//! Response construction.
//!
//! [`ResponseWriter`] is the mutable response attached to every request
//! context. Handlers may write to it directly; once anything has been sent
//! its headers are frozen. [`HandlerResult`] is a complete response
//! description a handler can return instead, applied by the
//! handler-result stage.

use crate::request::Response;
use bytes::Bytes;
use http::header::{self, HeaderName, HeaderValue};
use http::{HeaderMap, StatusCode};
use http_body_util::Full;
use serde_json::Value;
use std::fmt;
use std::time::Duration;

/// Mutable response under construction.
#[derive(Debug)]
pub struct ResponseWriter {
    status: StatusCode,
    headers: HeaderMap,
    body: Bytes,
    headers_sent: bool,
    closed: bool,
}

impl Default for ResponseWriter {
    fn default() -> Self {
        Self::new()
    }
}

impl ResponseWriter {
    /// Creates an empty `200 OK` response.
    #[must_use]
    pub fn new() -> Self {
        Self {
            status: StatusCode::OK,
            headers: HeaderMap::new(),
            body: Bytes::new(),
            headers_sent: false,
            closed: false,
        }
    }

    /// Current status code.
    #[must_use]
    pub fn status(&self) -> StatusCode {
        self.status
    }

    /// Sets the status code. Ignored once headers are sent.
    pub fn set_status(&mut self, status: StatusCode) {
        if self.headers_sent {
            tracing::warn!(%status, "ignoring status change after headers were sent");
            return;
        }
        self.status = status;
    }

    /// Response headers.
    #[must_use]
    pub fn headers(&self) -> &HeaderMap {
        &self.headers
    }

    /// Returns a header value as a string.
    #[must_use]
    pub fn header(&self, name: &str) -> Option<&str> {
        self.headers.get(name).and_then(|v| v.to_str().ok())
    }

    /// Sets a header, replacing existing values. Ignored once headers are sent.
    pub fn set_header(&mut self, name: HeaderName, value: HeaderValue) {
        if self.headers_sent {
            tracing::warn!(header = %name, "ignoring header change after headers were sent");
            return;
        }
        self.headers.insert(name, value);
    }

    /// Appends a header value. Ignored once headers are sent.
    pub fn append_header(&mut self, name: HeaderName, value: HeaderValue) {
        if self.headers_sent {
            tracing::warn!(header = %name, "ignoring header change after headers were sent");
            return;
        }
        self.headers.append(name, value);
    }

    /// Returns `true` once the status line and headers have been sent.
    #[must_use]
    pub fn headers_sent(&self) -> bool {
        self.headers_sent
    }

    /// Freezes the status and headers, as a streaming handler would by flushing.
    pub fn flush_headers(&mut self) {
        self.headers_sent = true;
    }

    /// Returns `true` if the client connection went away.
    #[must_use]
    pub fn is_closed(&self) -> bool {
        self.closed
    }

    /// Marks the connection as closed. Later writes are discarded.
    pub fn close(&mut self) {
        self.closed = true;
    }

    /// Sends a JSON body, defaulting `Content-Type` to `application/json`.
    pub fn json(&mut self, value: &Value) {
        if !self.headers.contains_key(header::CONTENT_TYPE) {
            self.set_header(
                header::CONTENT_TYPE,
                HeaderValue::from_static("application/json"),
            );
        }
        self.send(value.to_string());
    }

    /// Sends a body and completes the response.
    pub fn send(&mut self, body: impl Into<Bytes>) {
        if self.closed {
            tracing::debug!("discarding response body for closed connection");
            return;
        }
        self.body = body.into();
        self.headers_sent = true;
    }

    /// Completes the response without a body.
    pub fn end(&mut self) {
        self.send(Bytes::new());
    }

    /// Body written so far.
    #[must_use]
    pub fn body(&self) -> &Bytes {
        &self.body
    }

    /// Converts into an HTTP response.
    #[must_use]
    pub fn into_response(self) -> Response {
        let mut response = http::Response::new(Full::new(self.body));
        *response.status_mut() = self.status;
        *response.headers_mut() = self.headers;
        response
    }
}

/// `SameSite` cookie attribute.
#[derive(Debug, Clone, Copy, PartialEq, Eq, Default)]
pub enum SameSite {
    /// Sent with cross-site requests.
    None,
    /// Sent with same-site requests and top-level navigations.
    #[default]
    Lax,
    /// Only sent with same-site requests.
    Strict,
}

impl fmt::Display for SameSite {
    fn fmt(&self, f: &mut fmt::Formatter<'_>) -> fmt::Result {
        match self {
            Self::None => write!(f, "None"),
            Self::Lax => write!(f, "Lax"),
            Self::Strict => write!(f, "Strict"),
        }
    }
}

/// A `Set-Cookie` header.
#[derive(Debug, Clone, PartialEq, Eq)]
pub struct SetCookie {
    name: String,
    value: String,
    path: Option<String>,
    domain: Option<String>,
    max_age: Option<Duration>,
    secure: bool,
    http_only: bool,
    same_site: Option<SameSite>,
}

impl SetCookie {
    /// Creates a cookie with no attributes.
    #[must_use]
    pub fn new(name: impl Into<String>, value: impl Into<String>) -> Self {
        Self {
            name: name.into(),
            value: value.into(),
            path: None,
            domain: None,
            max_age: None,
            secure: false,
            http_only: false,
            same_site: None,
        }
    }

    /// Creates a cookie that clears `name` on the client.
    #[must_use]
    pub fn removal(name: impl Into<String>) -> Self {
        Self::new(name, "").max_age(Duration::ZERO)
    }

    /// Sets `Path`.
    #[must_use]
    pub fn path(mut self, path: impl Into<String>) -> Self {
        self.path = Some(path.into());
        self
    }

    /// Sets `Domain`.
    #[must_use]
    pub fn domain(mut self, domain: impl Into<String>) -> Self {
        self.domain = Some(domain.into());
        self
    }

    /// Sets `Max-Age`.
    #[must_use]
    pub fn max_age(mut self, max_age: Duration) -> Self {
        self.max_age = Some(max_age);
        self
    }

    /// Sets `Secure`.
    #[must_use]
    pub fn secure(mut self, secure: bool) -> Self {
        self.secure = secure;
        self
    }

    /// Sets `HttpOnly`.
    #[must_use]
    pub fn http_only(mut self, http_only: bool) -> Self {
        self.http_only = http_only;
        self
    }

    /// Sets `SameSite`.
    #[must_use]
    pub fn same_site(mut self, same_site: SameSite) -> Self {
        self.same_site = Some(same_site);
        self
    }

    /// Cookie name.
    #[must_use]
    pub fn name(&self) -> &str {
        &self.name
    }
}

impl fmt::Display for SetCookie {
    fn fmt(&self, f: &mut fmt::Formatter<'_>) -> fmt::Result {
        write!(f, "{}={}", self.name, self.value)?;
        if let Some(path) = &self.path {
            write!(f, "; Path={path}")?;
        }
        if let Some(domain) = &self.domain {
            write!(f, "; Domain={domain}")?;
        }
        if let Some(max_age) = self.max_age {
            write!(f, "; Max-Age={}", max_age.as_secs())?;
        }
        if self.secure {
            f.write_str("; Secure")?;
        }
        if self.http_only {
            f.write_str("; HttpOnly")?;
        }
        if let Some(same_site) = self.same_site {
            write!(f, "; SameSite={same_site}")?;
        }
        Ok(())
    }
}

#[derive(Debug, Clone, Default)]
enum ResultBody {
    #[default]
    Empty,
    Json(Value),
    Text(String),
    Bytes(Bytes),
}

/// A full response description returned by a handler.
///
/// Header names and values are validated lazily, like
/// [`http::response::Builder`]: the first invalid one is reported when the
/// result is applied.
///
/// # Example
///
/// ```
/// use daedalus_core::{HandlerResult, ResponseWriter, SetCookie};
/// use http::StatusCode;
///
/// let result = HandlerResult::new()
///     .status(StatusCode::CREATED)
///     .header("location", "/users/42")
///     .cookie(SetCookie::new("seen", "1").path("/"))
///     .json(serde_json::json!({"id": 42}));
///
/// let mut response = ResponseWriter::new();
/// result.apply(&mut response).unwrap();
/// assert_eq!(response.status(), StatusCode::CREATED);
/// assert_eq!(response.header("location"), Some("/users/42"));
/// ```
#[derive(Debug, Default)]
pub struct HandlerResult {
    status: Option<StatusCode>,
    headers: Vec<(HeaderName, HeaderValue)>,
    cookies: Vec<SetCookie>,
    body: ResultBody,
    error: Option<http::Error>,
}

impl HandlerResult {
    /// Creates an empty result: status untouched, no body.
    #[must_use]
    pub fn new() -> Self {
        Self::default()
    }

    /// Sets the status code.
    #[must_use]
    pub fn status(mut self, status: StatusCode) -> Self {
        self.status = Some(status);
        self
    }

    /// Adds a header.
    #[must_use]
    pub fn header<K, V>(mut self, name: K, value: V) -> Self
    where
        HeaderName: TryFrom<K>,
        <HeaderName as TryFrom<K>>::Error: Into<http::Error>,
        HeaderValue: TryFrom<V>,
        <HeaderValue as TryFrom<V>>::Error: Into<http::Error>,
    {
        if self.error.is_some() {
            return self;
        }
        match (HeaderName::try_from(name), HeaderValue::try_from(value)) {
            (Ok(name), Ok(value)) => self.headers.push((name, value)),
            (Err(err), _) => self.error = Some(err.into()),
            (_, Err(err)) => self.error = Some(err.into()),
        }
        self
    }

    /// Adds a `Set-Cookie` header.
    #[must_use]
    pub fn cookie(mut self, cookie: SetCookie) -> Self {
        self.cookies.push(cookie);
        self
    }

    /// Sets a JSON body.
    #[must_use]
    pub fn json(mut self, value: Value) -> Self {
        self.body = ResultBody::Json(value);
        self
    }

    /// Sets a plain text body.
    #[must_use]
    pub fn text(mut self, text: impl Into<String>) -> Self {
        self.body = ResultBody::Text(text.into());
        self
    }

    /// Sets a raw body.
    #[must_use]
    pub fn bytes(mut self, body: impl Into<Bytes>) -> Self {
        self.body = ResultBody::Bytes(body.into());
        self
    }

    /// Writes this result onto a response and completes it.
    pub fn apply(self, response: &mut ResponseWriter) -> Result<(), http::Error> {
        if let Some(err) = self.error {
            return Err(err);
        }
        if let Some(status) = self.status {
            response.set_status(status);
        }
        for (name, value) in self.headers {
            response.set_header(name, value);
        }
        for cookie in self.cookies {
            let value = HeaderValue::try_from(cookie.to_string())?;
            response.append_header(header::SET_COOKIE, value);
        }
        match self.body {
            ResultBody::Empty => response.end(),
            ResultBody::Json(value) => response.json(&value),
            ResultBody::Text(text) => {
                if !response.headers().contains_key(header::CONTENT_TYPE) {
                    response.set_header(
                        header::CONTENT_TYPE,
                        HeaderValue::from_static("text/plain; charset=utf-8"),
                    );
                }
                response.send(text);
            }
            ResultBody::Bytes(bytes) => response.send(bytes),
        }
        Ok(())
    }
}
- - - - - - -
→ ASSIGNED TASK: Please count how many lines of the material above include the string "Duration", then give that number alone.

→ SOLUTION: 4